Fatima de Philippe Faucon
L’auteur de La Désintégration filme la pulsion de vie d’une mère, femme de ménage et immigrée, dans un réalisme épuré.
Depuis plus de vingt ans, Philippe Faucon poursuit son chemin de cinéaste exigeant, lumineux, mais parfois trop à l’écart des autoroutes du succès et de la reconnaissance. Faucon est de ces cinéastes obsessionnels qui déclinent de film en film le même sillon esthétique et thématique : la jeunesse d’une part, les Français issus de l’immigration d’autre part, parfois les deux fondus ensemble, sujets d’un regard qui combine la finesse psychologique et la simplicité dépouillée de la forme. Pas de naturalisme moralisateur chez Faucon mais un réalisme épuré qui va ausculter la complexité du réel au-delà des apparences simplistes et des jugements hâtifs. Un cinéma prophylactique qui devrait être remboursé par la Sécu en ces temps de dévissage identitaire d’une partie de nos “intellectuels” et politiciens.
Prenons ainsi Fatima, héroïne éponyme de son nouveau film : mère de famille quinqua, femme de ménage, musulmane, élevant seule ses deux filles de 15 et 18 ans, parlant mal le français. Un tel personnage pourrait facilement revêtir la peau d’une victime, soumise aux périls de la montée du rigorisme islamique, ou de la ségrégation, ou de sa condition sociale, ou de tout à la fois…

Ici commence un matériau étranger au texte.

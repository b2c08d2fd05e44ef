//! Core transport types.

use std::fmt;
use std::str::FromStr;

use serde::{Deserialize, Serialize};

/// Enumerates the transports the server can run on.
#[derive(Debug, Clone, Copy, PartialEq, Eq, Hash, Serialize, Deserialize)]
#[serde(rename_all = "lowercase")]
pub enum TransportType {
    /// Newline-delimited JSON over a byte stream pair (stdin/stdout).
    Stdio,
    /// HTTP with Server-Sent Events for server-to-client delivery.
    Http,
}

impl fmt::Display for TransportType {
    fn fmt(&self, f: &mut fmt::Formatter<'_>) -> fmt::Result {
        match self {
            Self::Stdio => write!(f, "stdio"),
            Self::Http => write!(f, "http"),
        }
    }
}

impl FromStr for TransportType {
    type Err = String;

    fn from_str(s: &str) -> Result<Self, Self::Err> {
        match s.to_ascii_lowercase().as_str() {
            "stdio" => Ok(Self::Stdio),
            "http" => Ok(Self::Http),
            other => Err(format!("unknown transport '{other}', expected 'stdio' or 'http'")),
        }
    }
}

/// Lifecycle state of a transport.
///
/// A transport moves `Created -> Running -> Closed`, or straight from
/// `Created` to `Closed`. There is no way back out of `Closed`.
#[derive(Debug, Clone, Copy, PartialEq, Eq, Serialize, Deserialize)]
pub enum TransportState {
    /// Constructed, `start` not yet called.
    Created,
    /// Background activity is running.
    Running,
    /// `close` was called; every further `start`/`send` fails.
    Closed,
}

impl TransportState {
    /// Returns `true` once the transport has been closed.
    pub fn is_closed(self) -> bool {
        matches!(self, Self::Closed)
    }
}

impl fmt::Display for TransportState {
    fn fmt(&self, f: &mut fmt::Formatter<'_>) -> fmt::Result {
        match self {
            Self::Created => write!(f, "created"),
            Self::Running => write!(f, "running"),
            Self::Closed => write!(f, "closed"),
        }
    }
}

#[cfg(test)]
mod tests {
    use super::*;

    #[test]
    fn test_transport_type_serde() {
        assert_eq!(
            serde_json::to_string(&TransportType::Stdio).unwrap(),
            "\"stdio\""
        );
        let parsed: TransportType = serde_json::from_str("\"http\"").unwrap();
        assert_eq!(parsed, TransportType::Http);
    }

    #[test]
    fn test_transport_type_from_str() {
        assert_eq!("stdio".parse::<TransportType>(), Ok(TransportType::Stdio));
        assert_eq!("HTTP".parse::<TransportType>(), Ok(TransportType::Http));
        assert!("websocket".parse::<TransportType>().is_err());
    }

    #[test]
    fn test_state_display() {
        assert_eq!(TransportState::Running.to_string(), "running");
        assert!(TransportState::Closed.is_closed());
        assert!(!TransportState::Created.is_closed());
    }
}
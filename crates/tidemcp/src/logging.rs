//! Logging initialization
//!
//! Logs always go to stderr: on the stdio transport, stdout is the protocol
//! channel and a single stray line would corrupt it.

use std::io;

use tracing_subscriber::prelude::*;
use tracing_subscriber::{EnvFilter, fmt};

use crate::config::{LogFormat, LoggingConfig};

impl LoggingConfig {
    /// Install the global tracing subscriber.
    ///
    /// `RUST_LOG` takes precedence over [`LoggingConfig::level`].
    ///
    /// # Errors
    ///
    /// Returns an error if the filter directive is invalid or a global
    /// subscriber is already set.
    pub fn init(&self) -> io::Result<()> {
        let filter = EnvFilter::try_from_default_env()
            .or_else(|_| EnvFilter::try_new(&self.level))
            .map_err(|e| {
                io::Error::new(
                    io::ErrorKind::InvalidInput,
                    format!("Invalid log level '{}': {e}", self.level),
                )
            })?;
        let subscriber = tracing_subscriber::registry().with(filter);

        match self.format {
            LogFormat::Json => subscriber
                .with(fmt::layer().json().with_writer(io::stderr))
                .try_init(),
            LogFormat::Pretty => subscriber
                .with(fmt::layer().with_target(false).with_writer(io::stderr))
                .try_init(),
        }
        .map_err(|e| io::Error::other(e.to_string()))
    }
}

/// Filter directive for a `-v` count; `None` keeps the configured level.
pub fn verbosity_level(verbose: u8) -> Option<&'static str> {
    match verbose {
        0 => None,
        1 => Some("debug"),
        _ => Some("trace"),
    }
}
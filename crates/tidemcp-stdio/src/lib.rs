//! # TideMCP STDIO Transport
//!
//! Line transport for TideMCP: newline-delimited JSON-RPC over a byte stream
//! pair, by default the process's stdin/stdout.
//!
//! - **Newline-delimited JSON**: one message per line, empty lines ignored
//! - **No embedded newlines**: an encoded response containing `\n` or `\r` is refused
//! - **Immediate error replies**: malformed or version-mismatched lines are answered
//!   on the same stream and never reach the request queue
//! - **Serialized writes**: every write happens under one lock, so concurrent
//!   `send` calls never interleave bytes
//! - **stderr for logging**: uses `tracing`, which the binary routes to stderr
//!
//! ## Usage
//!
//! ```rust,ignore
//! use tidemcp_stdio::{StdioConfig, StdioTransport};
//! use tidemcp_transport_traits::{CancellationToken, Transport};
//!
//! #[tokio::main]
//! async fn main() {
//!     let transport = StdioTransport::new(StdioConfig::default());
//!     let requests = transport.receive().unwrap();
//!     transport.start(CancellationToken::new()).await.unwrap();
//!     // consume `requests`, answer with `transport.send(..)`
//! }
//! ```

#![warn(
    missing_docs,
    missing_debug_implementations,
    rust_2018_idioms,
    unreachable_pub,
    clippy::all
)]
#![deny(unsafe_code)]
#![allow(
    clippy::module_name_repetitions,
    clippy::missing_errors_doc,
    clippy::must_use_candidate
)]

mod config;
mod transport;

pub use config::{MIN_INBOUND_CAPACITY, StdioConfig};
pub use transport::StdioTransport;

// Re-export common types for convenience
pub use tidemcp_transport_traits::{
    CancellationToken, RequestStream, Transport, TransportError, TransportMetrics,
    TransportResult, TransportState, TransportType,
};
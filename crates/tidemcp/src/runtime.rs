//! Transport construction and the request consumption loop.

use std::sync::Arc;

use futures::StreamExt;
use tidemcp_core::Response;
use tidemcp_http::HttpSseTransport;
use tidemcp_stdio::StdioTransport;
use tidemcp_transport_traits::{CancellationToken, Transport, TransportResult, TransportType};
use tokio::task::JoinSet;
use tracing::{debug, error, info, warn};

use crate::config::ServerConfig;
use crate::dispatch::Dispatcher;

/// Build the transport selected by `config.transport`.
pub fn build_transport(config: &ServerConfig) -> Arc<dyn Transport> {
    match config.transport {
        TransportType::Stdio => Arc::new(StdioTransport::new(config.stdio.clone())),
        TransportType::Http => Arc::new(HttpSseTransport::new(config.http.clone())),
    }
}

/// Run `transport` until its request stream ends, then close it.
///
/// Each request is handled on its own task, so a slow handler never holds up
/// the next request. In-flight handlers finish before the transport closes.
/// Cancelling `shutdown` stops the transport from accepting input, which
/// ends the request stream.
pub async fn serve(
    transport: Arc<dyn Transport>,
    dispatcher: Arc<dyn Dispatcher>,
    shutdown: CancellationToken,
) -> TransportResult<()> {
    let mut requests = transport.receive()?;
    transport.start(shutdown).await?;
    info!(
        transport = %transport.transport_type(),
        endpoint = transport.endpoint().as_deref().unwrap_or("-"),
        "Serving requests"
    );

    let mut handlers = JoinSet::new();
    while let Some(request) = requests.next().await {
        let transport = transport.clone();
        let dispatcher = dispatcher.clone();
        handlers.spawn(async move {
            let method = request.method.clone();
            if let Some(response) = dispatcher.dispatch(request).await {
                deliver(transport.as_ref(), response, &method).await;
            }
        });

        // Reap finished handlers so the set does not grow unbounded
        while let Some(result) = handlers.try_join_next() {
            if let Err(e) = result {
                error!("Request handler panicked: {}", e);
            }
        }
    }

    debug!("Request stream ended, waiting for {} handlers", handlers.len());
    while let Some(result) = handlers.join_next().await {
        if let Err(e) = result {
            error!("Request handler panicked: {}", e);
        }
    }

    let metrics = transport.metrics();
    info!(
        requests = metrics.requests_received,
        responses = metrics.responses_sent,
        protocol_errors = metrics.protocol_errors,
        "Transport finished"
    );
    transport.close().await
}

async fn deliver(transport: &dyn Transport, response: Response, method: &str) {
    match transport.send(response).await {
        Ok(()) => {}
        Err(e) if e.is_recoverable() => {
            warn!(method, "Reply not delivered: {}", e);
        }
        Err(e) => {
            error!(method, "Failed to send reply: {}", e);
        }
    }
}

Faucon préfère en faire une battante, une femme qui trime pour un mince salaire dans le but de financer les études de ses filles, une croyante dont la foi est intime et non un modèle à imposer aux autres, un être qui n’a pas fait d’études mais écrit des poèmes pour transcender la grisaille de son quotidien et mettre des mots sur ses pensées et sentiments. Les deux filles de Fatima sont nées en France, parlent parfaitement le français, s’habillent et vivent à l’occidentale.